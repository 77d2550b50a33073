//! Compliance validation engine for MLCast datasets.
//!
//! The engine evaluates a read-only [`mlcast_common::Dataset`] against a
//! published product specification and produces an ordered [`Report`] of
//! PASS / WARNING / FAIL findings.
//!
//! Building blocks, leaf first:
//! - [`report`]: findings, reports and their merge semantics
//! - [`rules`] and [`cf`]: rule tables resolving partial CF metadata
//! - [`checks`]: one evaluator per requirement
//! - [`pipeline`] and [`catalog`]: versioned, ordered check compositions
//!
//! External abilities (WKT parsing, raster round trips, repository lookups)
//! are injected through [`capabilities`] and [`oracle`].

pub mod capabilities;
pub mod catalog;
pub mod cf;
pub mod checks;
pub mod error;
pub mod export;
pub mod license;
pub mod oracle;
pub mod pipeline;
pub mod report;
pub mod rules;
pub mod specs;
pub mod timestep;

pub use capabilities::{Capabilities, Capability};
pub use catalog::{Catalog, CatalogEntry};
pub use checks::{Check, CheckContext, NoopCheck};
pub use error::{Result, ValidatorError};
pub use export::ExportDocument;
pub use oracle::{GithubRepositoryOracle, Lookup, OracleError, RepositoryOracle, StaticRepositoryOracle};
pub use pipeline::{Pipeline, RequirementListing};
pub use report::{Finding, Report, Status, Summary};
pub use rules::RuleCatalog;
pub use timestep::TimestepAnalyzer;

──────────────────────────────

• Directions for this task: Give again only the lines starting at the one that contains "pub mod timestep;" and running to the end of the data.

• Exercise solution:
pub mod timestep;

pub use capabilities::{Capabilities, Capability};
pub use catalog::{Catalog, CatalogEntry};
pub use checks::{Check, CheckContext, NoopCheck};
pub use error::{Result, ValidatorError};
pub use export::ExportDocument;
pub use oracle::{GithubRepositoryOracle, Lookup, OracleError, RepositoryOracle, StaticRepositoryOracle};
pub use pipeline::{Pipeline, RequirementListing};
pub use report::{Finding, Report, Status, Summary};
pub use rules::RuleCatalog;
pub use timestep::TimestepAnalyzer;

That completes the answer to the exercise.